Apple Crumble Cheesecake

Cozy and decadent, this gluten free dessert pleased the masses!

Ingredients

Graham Cracker Crust

  • 3/4 cup graham cracker crumbs (or a little more)
  • 3 Tablespoons unsalted butter-melted

Crumb Topping

  • 2/3 cup all-purpose flour
  • 2/3 cup light brown sugar
  • 2/3 cup quick cooking oats
  • 1 ½ teaspoon cinnamon
  • 5 Tablespoons unsalted butter-melted

Apple Filling

  • 2 medium-small apples-peeled and chopped finely 
  • 2 teaspoons freshly squeezed lemon juice
  • 1 and 1/2 teaspoons cinnamon
  • 2 Tablespoons light brown sugar (I just sprinkled a bit)

Cheesecake Filling

  • ¾ cup sugar (less is better in my opinion)
  • 3 pkg. (8 oz. each) Full Fat Cream Cheese, softened – totally softened, not cold at all or you will get lumps! 
  • 1 tsp vanilla
  • 3 eggs

Directions

  1. Preheat oven to 325° and grease or cut parchment paper for bottom of deep pie pan or springform pan.
  2. CRUST: Mix graham crumbs & butter; press into bottom of pan.

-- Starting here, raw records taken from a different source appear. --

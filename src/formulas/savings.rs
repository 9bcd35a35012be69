// ============================================================================
// Savings Formulas
// Spot-price arbitrage, effect tariff and grid services
// ============================================================================

use crate::numeric::{Amount, Currency, Kw, Kwh, NumericResult, Ore};

/// öre per krona.
pub const ORE_PER_CURRENCY: Amount = Amount::from_raw_parts(100, 0);

/// Effect tariffs are billed monthly.
pub const MONTHS_PER_YEAR: Amount = Amount::from_raw_parts(12, 0);

/// Yearly savings from charging at night and discharging during the day.
///
/// `spread × efficiency × cycles × capacity × days / 100`, the division
/// converting öre to kronor.
///
/// # Example
/// ```
/// use battery_roi::formulas::spot_price_savings;
/// use battery_roi::numeric::Amount;
///
/// let savings = spot_price_savings(
///     Amount::from_integer(15),
///     "1.5".parse().unwrap(),
///     "0.8".parse().unwrap(),
///     Amount::from_integer(100),
///     Amount::from_integer(365),
/// )
/// .unwrap();
/// assert_eq!(savings, Amount::from_integer(6570));
/// ```
pub fn spot_price_savings(
    capacity_kwh: Kwh,
    cycles_per_day: Amount,
    round_trip_efficiency: Amount,
    spread_ore: Ore,
    days_per_year: Amount,
) -> NumericResult<Currency> {
    spread_ore
        .checked_mul(round_trip_efficiency)?
        .checked_mul(cycles_per_day)?
        .checked_mul(capacity_kwh)?
        .checked_mul(days_per_year)?
        .checked_div(ORE_PER_CURRENCY)
}

/// Yearly effect-tariff savings: `shaved kW × day rate × 12`.
///
/// Takes the kW the battery can actually deliver, not the requested target.
pub fn effect_tariff_savings(actual_shaved_kw: Kw, day_rate_per_kw: Currency) -> NumericResult<Currency> {
    actual_shaved_kw
        .checked_mul(day_rate_per_kw)?
        .checked_mul(MONTHS_PER_YEAR)
}

/// Flat grid-services income: `max discharge kW × rate per kW per year`.
pub fn flat_grid_services_income(
    max_discharge_kw: Kw,
    rate_per_kw_year: Currency,
) -> NumericResult<Currency> {
    max_discharge_kw.checked_mul(rate_per_kw_year)
}

/// Sum of the three savings streams.
pub fn total_annual_savings(
    spot_price_savings: Currency,
    effect_tariff_savings: Currency,
    grid_services_income: Currency,
) -> NumericResult<Currency> {
    spot_price_savings
        .checked_add(effect_tariff_savings)?
        .checked_add(grid_services_income)
}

Refrigerate until ready to use 
  3. CRUMB TOPPING: Combine flour, sugar, oats, cinnamon, and butter until coarse crumbs form. Refrigerate until ready to use
  4. APPLES: Toss chopped apples with lemon juice. Add light brown sugar and cinnamon and stir well. Set aside
  5. FILLING: Beat cream cheese, vanilla and sugar with mixer until blended. Add eggs, 1 at a time, mixing on low speed after each just until blended
  6. Fill crust with cheesecake filling. Spoon apples over cheesecake filling almost to the top of the pan. Gently press the apples with your palm.
  7. Generously sprinkle cinnamon oat crumbs on top
  8. Bake 55 min. or until you’re pretty sure the center is set.